In [None]:
import spacy
from spacy.lang.en import English

# Sentencizer
https://spacy.io/usage/linguistic-features#sbd

In [None]:
nlp = spacy.load("en_core_web_sm")
doc = nlp("This is a sentence. This is another sentence.")
assert doc.has_annotation("SENT_START")
for sent in doc.sents:
    print(sent.text)

In [None]:
name = "../data/Original/iued_test_original.txt"
# name = "../data/Original/iued_test_original.vrt"
with open(name, "r") as myfile:
    data = myfile.read().replace("\n", "")

In [None]:
print(data)

In [None]:
doc = nlp(data)
assert doc.has_annotation("SENT_START")
for sent in doc.sents:
    print(sent.text)
    print("***")

This gives somewhat accurate results, with some errors after numbers.

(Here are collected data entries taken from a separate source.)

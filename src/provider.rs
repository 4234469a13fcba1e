//! Record sources.
//!
//! A [`RecordProvider`] yields bets in file order. `Ok(None)` means the
//! source is exhausted; any `Err` is fatal for the session.
//!
//! # Example
//!
//! ```
//! use bet_client::provider::{CsvRecordProvider, RecordProvider};
//!
//! let data = "Santiago Lionel,Lorca,30904465,1999-03-17,7574\n";
//! let mut provider = CsvRecordProvider::from_reader("1", data.as_bytes());
//!
//! let bet = provider.next_record().unwrap().unwrap();
//! assert_eq!(bet.document, "30904465");
//! assert!(provider.next_record().unwrap().is_none());
//! ```

use std::fs::File;
use std::io::Read;
use std::path::Path;

use crate::codec::BetRecord;
use crate::error::{ClientError, Result};

/// Number of columns in an agency CSV row.
pub const CSV_COLUMNS: usize = 5;

/// Ordered, finite source of bets.
pub trait RecordProvider {
    /// Next record, or `None` once the source is exhausted.
    fn next_record(&mut self) -> Result<Option<BetRecord>>;
}

impl RecordProvider for std::vec::IntoIter<BetRecord> {
    fn next_record(&mut self) -> Result<Option<BetRecord>> {
        Ok(self.next())
    }
}

impl<P: RecordProvider + ?Sized> RecordProvider for Box<P> {
    fn next_record(&mut self) -> Result<Option<BetRecord>> {
        (**self).next_record()
    }
}

/// In-memory provider over an already loaded record list.
pub fn from_records(records: Vec<BetRecord>) -> std::vec::IntoIter<BetRecord> {
    records.into_iter()
}

/// Reads headerless agency CSV rows:
/// `first_name,last_name,document,birthdate,number`.
///
/// The agency field of every record is the client identifier.
pub struct CsvRecordProvider<R> {
    reader: csv::Reader<R>,
    agency: String,
    record: csv::StringRecord,
}

impl CsvRecordProvider<File> {
    /// Open an agency CSV file.
    pub fn open<P: AsRef<Path>>(agency: impl Into<String>, path: P) -> Result<Self> {
        let reader = csv::ReaderBuilder::new()
            .has_headers(false)
            .flexible(true)
            .from_path(path)?;
        Ok(Self::with_reader(agency, reader))
    }
}

impl<R: Read> CsvRecordProvider<R> {
    /// Wrap any reader holding agency CSV rows.
    pub fn from_reader(agency: impl Into<String>, reader: R) -> Self {
        let reader = csv::ReaderBuilder::new()
            .has_headers(false)
            .flexible(true)
            .from_reader(reader);
        Self::with_reader(agency, reader)
    }

    fn with_reader(agency: impl Into<String>, reader: csv::Reader<R>) -> Self {
        Self {
            reader,
            agency: agency.into(),
            record: csv::StringRecord::new(),
        }
    }
}

impl<R: Read> RecordProvider for CsvRecordProvider<R> {
    fn next_record(&mut self) -> Result<Option<BetRecord>> {
        if !self.reader.read_record(&mut self.record)? {
            return Ok(None);
        }
        if self.record.len() != CSV_COLUMNS {
            let line = self.record.position().map_or(0, |p| p.line());
            return Err(ClientError::Format(format!(
                "line {line}: expected {CSV_COLUMNS} columns, found {}",
                self.record.len()
            )));
        }
        let field = |i: usize| self.record.get(i).unwrap_or_default().to_string();
        Ok(Some(BetRecord::new(
            self.agency.clone(),
            field(0),
            field(1),
            field(2),
            field(3),
            field(4),
        )))
    }
}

You can also use a trained model, however this will not work on uncommon texts.

In [None]:
doc = nlp(data)
for sent in doc.sents:
    print(sent.text)
    print("***")

Also fails for the example here. Then there is the one based on a statistical model.

In [None]:
nlp.enable_pipe("senter")
doc = nlp(data)
for sent in doc.sents:
    print(sent.text)
    print("***")

Directly use the sentencizer without the pipeline - this one looks at punctuation.

In [None]:
nlp = English()  # just the language with no pipeline
nlp.add_pipe("sentencizer")
doc = nlp(data)
for sent in doc.sents:
    print(sent.text)
    print("***")

Seems to work correctly. What is the difference to the pipeline? In the DW scripts, the other components are disabled via the "exclude" command - should be faster as pipeline is not loaded at all.

In [None]:
texts = [
    "Net income was $9.4 million compared to the prior year of $2.7 million.",
    "Revenue exceeded twelve billion dollars, with a loss of $1b.",
]

nlp = spacy.load("en_core_web_sm")
for doc in nlp.pipe(
    texts, disable=["tok2vec", "tagger", "parser", "attribute_ruler", "lemmatizer"]
):
    # Do something with the doc here
    print([(ent.text, ent.label_) for ent in doc.ents])

In [None]:
nlp = spacy.load(
    "en_core_web_sm", exclude=["tagger", "ner", "attribute_ruler", "lemmatizer"]
)
for doc in nlp.pipe(texts):
    for sent in doc.sents:
        print(sent.text)
        print("***")

# Tokenizer
https://spacy.io/usage/linguistic-features#tokenization  
We need to allow for special case rules.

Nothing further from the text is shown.